Probing the function of Bordetella bronchiseptica adenylate cyclase toxin by manipulating host immunity

Abstract

We have examined the role of adenylate cyclase-hemolysin (CyaA) by constructing an in-frame deletion in the Bordetella bronchiseptica cyaA structural gene and comparing wild-type and cyaA deletion strains in natural host infection models. Both the wild-type strain RB50 and its adenylate cyclase toxin deletion (DeltacyaA) derivative efficiently establish persistent infections in rabbits, rats, and mice following low-dose inoculation. In contrast, an inoculation protocol that seeds the lower respiratory tract revealed significant differences in bacterial numbers and in polymorphonuclear neutrophil recruitment in the lungs from days 5 to 12 postinoculation. We next explored the effects of disarming specific aspects of the immune system on the relative phenotypes of wild-type and DeltacyaA bacteria. SCID, SCID-beige, or RAG-1(-/-) mice succumbed to lethal systemic infection following high- or low-dose intranasal inoculation with the wild-type strain but not the DeltacyaA mutant. Mice rendered neutropenic by treatment with cyclophosphamide or by knockout mutation in the granulocyte colony-stimulating factor locus were highly susceptible to lethal infection by either wild-type or DeltacyaA strains. These results reveal the significant role played by neutrophils early in B. bronchiseptica infection and by acquired immunity at later time points and suggest that phagocytic cells are a primary in vivo target of the Bordetella adenylate cyclase toxin.

FIG. 1

Genotypes of B. bronchiseptica strains. RB58 contains an in-frame deletion in the cyaA structural gene. RB54 contains an in-frame deletion in bvgS, resulting in the loss of expression of virulence-associated genes.

FIG. 2

Cytotoxicity of wt and mutant B. bronchiseptica strains for J774 cells. Bacteria were incubated with J774 cells at an MOI of 10 for 4 h. Cytotoxicity was determined by the release of lactate dehydrogenase as measured with the Cytotox96 kit, and the means and standard errors are presented as percentages of the total lysis by detergent. All strains differ from one another (P < 0.001), except for the wt and ΔcyaA strains and the ΔbscNΔcyaA and Δbvg strains.

FIG. 3

Time course of rat respiratory tract colonization by wt and ΔcyaA B. bronchiseptica. Wistar rats were inoculated intranasally with 50 μl of PBS containing 5 × 10⁵ CFU of either RB50 (wt; open circles) or RB58 (ΔcyaA; solid circles), and the numbers of bacteria present in the trachea were determined at the indicated times postinoculation. Each symbol represents a single animal, bars represent the means, and the dashed line represents the lower level of detection. Nasal colonization (col.) was determined by nasal swab and is presented as the number of B. bronchiseptica-colonized animals over the total number of rats. ∗, P < 0.01.

FIG. 4

Time course of mouse respiratory tract colonization by wt and ΔcyaA B. bronchiseptica.
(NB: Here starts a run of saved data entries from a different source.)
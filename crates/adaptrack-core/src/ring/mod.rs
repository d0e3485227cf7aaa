pub mod ring_buffer;

pub use ring_buffer::{RingBuffer, RingBufferIter};
//! Mutable tracking state owned by the controller

use super::history::TrackingHistory;
use crate::bbox::Rect2d;
use serde::{Deserialize, Serialize};
use std::fmt;

/// Why the tracker instance was rebuilt
#[derive(Debug, Clone, Copy, PartialEq, Serialize, Deserialize)]
pub enum ReinitReason {
    /// Quality stayed under the floor for `consecutive` frames
    LowQuality { consecutive: u32 },
    /// Target area moved away from its historical average by `change`
    SizeDrift { change: f64 },
    /// A structural parameter changed in a live configuration update
    ConfigChanged,
}

impl fmt::Display for ReinitReason {
    fn fmt(&self, f: &mut fmt::Formatter<'_>) -> fmt::Result {
        match self {
            ReinitReason::LowQuality { consecutive } => {
                write!(f, "low quality for {} consecutive frames", consecutive)
            }
            ReinitReason::SizeDrift { change } => {
                write!(f, "size drift of {:.1}%", change * 100.0)
            }
            ReinitReason::ConfigChanged => write!(f, "structural configuration change"),
        }
    }
}

/// Snapshot of everything the controller knows about the current target
#[derive(Debug, Clone, Default, PartialEq)]
pub struct TrackingState {
    pub is_initialized: bool,
    pub is_tracking: bool,
    pub current_bbox: Rect2d,
    pub initial_bbox: Rect2d,
    /// Raw quality (PSR) of the last successful frame
    pub current_quality: f64,
    /// Normalized quality in [0, 1]
    pub tracking_score: f64,
    pub frame_count: u64,
    pub consecutive_low_quality: u32,
    pub frames_since_reinit: u32,
    pub reinit_count: u32,
    pub last_reinit: Option<ReinitReason>,
    pub history: TrackingHistory,
}

impl TrackingState {
    /// Fresh state for a target seeded at `bbox`
    pub fn started_at(bbox: Rect2d) -> Self {
        Self {
            is_initialized: true,
            is_tracking: true,
            current_bbox: bbox,
            initial_bbox: bbox,
            ..Default::default()
        }
    }

    /// Counters stick at their maximum on very long streams
    pub(crate) fn advance_frame(&mut self) {
        self.frame_count = self.frame_count.saturating_add(1);
        self.frames_since_reinit = self.frames_since_reinit.saturating_add(1);
    }

    /// Counter reset after a rebuild; history is kept
    pub(crate) fn mark_reinitialized(&mut self, reason: ReinitReason) {
        self.consecutive_low_quality = 0;
        self.frames_since_reinit = 0;
        self.reinit_count = self.reinit_count.saturating_add(1);
        self.last_reinit = Some(reason);
    }

    pub(crate) fn note_quality(&mut self, quality: f64, floor: f64) {
        if quality < floor {
            self.consecutive_low_quality = self.consecutive_low_quality.saturating_add(1);
        } else {
            self.consecutive_low_quality = 0;
        }
    }
}

#[cfg(test)]
mod tests {
    use super::*;
    use crate::bbox::Size2d;

    #[test]
    fn test_reinit_keeps_history() {
        let mut state = TrackingState::started_at(Rect2d::new(0.0, 0.0, 10.0, 10.0));
        state.history.record(0.5, Size2d::new(10.0, 10.0));
        state.history.record(0.4, Size2d::new(11.0, 10.0));
        state.consecutive_low_quality = 4;
        state.frames_since_reinit = 17;
        let before = state.history.clone();

        state.mark_reinitialized(ReinitReason::ConfigChanged);

        assert_eq!(state.consecutive_low_quality, 0);
        assert_eq!(state.frames_since_reinit, 0);
        assert_eq!(state.reinit_count, 1);
        assert_eq!(state.history, before);
    }

    #[test]
    fn test_low_quality_counter() {
        let mut state = TrackingState::default();
        state.note_quality(0.01, 0.02);
        state.note_quality(0.0, 0.02);
        assert_eq!(state.consecutive_low_quality, 2);

        // the floor itself is not low quality
        state.note_quality(0.02, 0.02);
        assert_eq!(state.consecutive_low_quality, 0);
    }

    #[test]
    fn test_counters_saturate() {
        let mut state = TrackingState {
            frame_count: u64::MAX,
            frames_since_reinit: u32::MAX,
            consecutive_low_quality: u32::MAX,
            reinit_count: u32::MAX,
            ..Default::default()
        };

        state.advance_frame();
        state.note_quality(0.0, 0.02);
        assert_eq!(state.frame_count, u64::MAX);
        assert_eq!(state.frames_since_reinit, u32::MAX);
        assert_eq!(state.consecutive_low_quality, u32::MAX);

        state.mark_reinitialized(ReinitReason::ConfigChanged);
        assert_eq!(state.reinit_count, u32::MAX);
        assert_eq!(state.frames_since_reinit, 0);
    }
}
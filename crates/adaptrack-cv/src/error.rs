//! Controller error types

use thiserror::Error;

/// Failure reported by an [`AdaptiveTracker`](crate::tracking::AdaptiveTracker) operation.
///
/// Every variant is returned to the immediate caller; the controller never
/// retries on its own.
#[derive(Debug, Error)]
pub enum TrackError {
    #[error("tracker has not been initialized")]
    NotInitialized,

    #[error("no live tracker instance; call init again")]
    NoActiveTracker,

    #[error("failed to create tracker instance: {0}")]
    CreationFailed(#[source] anyhow::Error),

    #[error("tracker instance rejected the initial box: {0}")]
    InitFailed(#[source] anyhow::Error),

    #[error("tracker update failed: {0}")]
    UpdateFailed(#[source] anyhow::Error),

    #[error("invalid configuration: {0}")]
    InvalidConfig(String),
}

impl TrackError {
    /// Per-frame failures leave the tracker instance in place.
    pub fn is_transient(&self) -> bool {
        matches!(self, TrackError::UpdateFailed(_))
    }
}
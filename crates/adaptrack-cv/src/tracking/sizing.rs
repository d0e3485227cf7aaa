//! Tracker configuration derived from target size
//!
//! Large targets get a coarser template and fewer scale hypotheses so the
//! per-frame cost stays bounded; small targets keep a finer template.

use super::config::{DEFAULT_TRACKER_PARAMS, TrackerParams};
use crate::bbox::Rect2d;
use serde::{Deserialize, Serialize};

/// Upper area bound (exclusive) for small targets, about 100x100
pub const SMALL_TARGET_AREA: f64 = 10_000.0;
/// Upper area bound (exclusive) for medium targets, about 200x200
pub const MEDIUM_TARGET_AREA: f64 = 40_000.0;
/// Targets strictly larger than this search fewer scales
pub const REDUCED_SCALES_AREA: f64 = 50_000.0;

pub const REDUCED_NUMBER_OF_SCALES: u32 = 25;

/// Size class of a target
#[derive(Debug, Clone, Copy, PartialEq, Eq, Serialize, Deserialize)]
pub enum TargetClass {
    Small,
    Medium,
    Large,
}

impl TargetClass {
    pub fn from_area(area: f64) -> Self {
        if area < SMALL_TARGET_AREA {
            TargetClass::Small
        } else if area < MEDIUM_TARGET_AREA {
            TargetClass::Medium
        } else {
            TargetClass::Large
        }
    }

    pub fn template_size(&self) -> f32 {
        match self {
            TargetClass::Small => 150.0,
            TargetClass::Medium => 200.0,
            TargetClass::Large => 250.0,
        }
    }
}

/// Configuration fragment recommended for a target
#[derive(Debug, Clone, Copy, PartialEq, Serialize, Deserialize)]
pub struct SizeRecommendation {
    pub class: TargetClass,
    pub template_size: f32,
    pub number_of_scales: u32,
}

pub fn number_of_scales_for_area(area: f64) -> u32 {
    if area > REDUCED_SCALES_AREA {
        REDUCED_NUMBER_OF_SCALES
    } else {
        DEFAULT_TRACKER_PARAMS.number_of_scales
    }
}

pub fn recommend_for_area(area: f64) -> SizeRecommendation {
    let class = TargetClass::from_area(area);
    SizeRecommendation {
        class,
        template_size: class.template_size(),
        number_of_scales: number_of_scales_for_area(area),
    }
}

/// Recommend template resolution and scale count for a bounding box
pub fn recommend(bbox: &Rect2d) -> SizeRecommendation {
    recommend_for_area(bbox.area())
}

/// Write the recommendation for `bbox` into `params`
pub fn apply(bbox: &Rect2d, params: &mut TrackerParams) -> SizeRecommendation {
    let recommendation = recommend(bbox);
    params.template_size = recommendation.template_size;
    params.number_of_scales = recommendation.number_of_scales;
    recommendation
}

#[cfg(test)]
mod tests {
    use super::*;

    #[test]
    fn test_template_size_boundaries() {
        assert_eq!(recommend_for_area(0.0).template_size, 150.0);
        assert_eq!(recommend_for_area(9_999.9).template_size, 150.0);
        assert_eq!(recommend_for_area(10_000.0).template_size, 200.0);
        assert_eq!(recommend_for_area(39_999.0).template_size, 200.0);
        assert_eq!(recommend_for_area(40_000.0).template_size, 250.0);
        assert_eq!(recommend_for_area(1e7).class, TargetClass::Large);
    }

    #[test]
    fn test_scale_count_boundaries() {
        assert_eq!(recommend_for_area(40_000.0).number_of_scales, 33);
        assert_eq!(recommend_for_area(50_000.0).number_of_scales, 33);
        assert_eq!(recommend_for_area(50_000.5).number_of_scales, 25);
    }

    #[test]
    fn test_apply_only_touches_size_fields() {
        let mut params = TrackerParams::default();
        let bbox = Rect2d::new(0.0, 0.0, 300.0, 200.0);

        let rec = apply(&bbox, &mut params);

        assert_eq!(rec.class, TargetClass::Large);
        assert_eq!(params.template_size, 250.0);
        assert_eq!(params.number_of_scales, 25);
        assert_eq!(params.scale_model_max_area, DEFAULT_TRACKER_PARAMS.scale_model_max_area);
        assert_eq!(params.psr_threshold, DEFAULT_TRACKER_PARAMS.psr_threshold);
    }

    #[test]
    fn test_small_box() {
        let rec = recommend(&Rect2d::new(5.0, 5.0, 50.0, 40.0));
        assert_eq!(rec.class, TargetClass::Small);
        assert_eq!(rec.template_size, 150.0);
        assert_eq!(rec.number_of_scales, 33);
    }
}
Groups of three female, 4-week-old, BALB/c mice were inoculated intranasally with 50 μl of PBS containing 5 × 10⁵ CFU of either RB50 (wt; open circles) or RB58 (ΔcyaA; solid circles), and the numbers of CFU present in the nasal cavity, trachea, and lungs were determined at the indicated times postinoculation. ∗, P < 0.01. ∗∗, P < 0.001.

FIG. 5

Mouse lung pathology induced by wt and ΔcyaA B. bronchiseptica. BALB/c mice were inoculated in parallel with those for Fig. 3. Histological sections of lung tissues were prepared as described in Materials and Methods. (A) Samples were submitted for observation in a blinded fashion. Upon examination, samples were given scores of 0 (no pathology), 1 (mild inflammation in ≤10% of the bronchioles and/or ≤10% of lung tissue), 2 (inflammation in 10 to 30% of bronchioles and/or mild inflammation in 10 to 30% of lung tissue), 3 (inflammation in >30% of bronchioles and mild to moderate inflammation in >30% of lung tissue), and 4 (inflammation in >50% of bronchioles and moderate to severe inflammation in >30% of lung tissue). Bars indicate the averages of five animals. Open circles represent animals infected with RB50 (wt), and solid circles represent animals infected with RB58 (ΔcyaA). (B) Representative sections of lungs infected with wt (panels 1 and 3) or ΔcyaA (panels 2 and 4) bacteria on day 3 (panels 1 and 2) or day 7 (panels 3 and 4). Magnification, ×100 (panels 1 to 4) and ×1,000 (panels 5 and 6).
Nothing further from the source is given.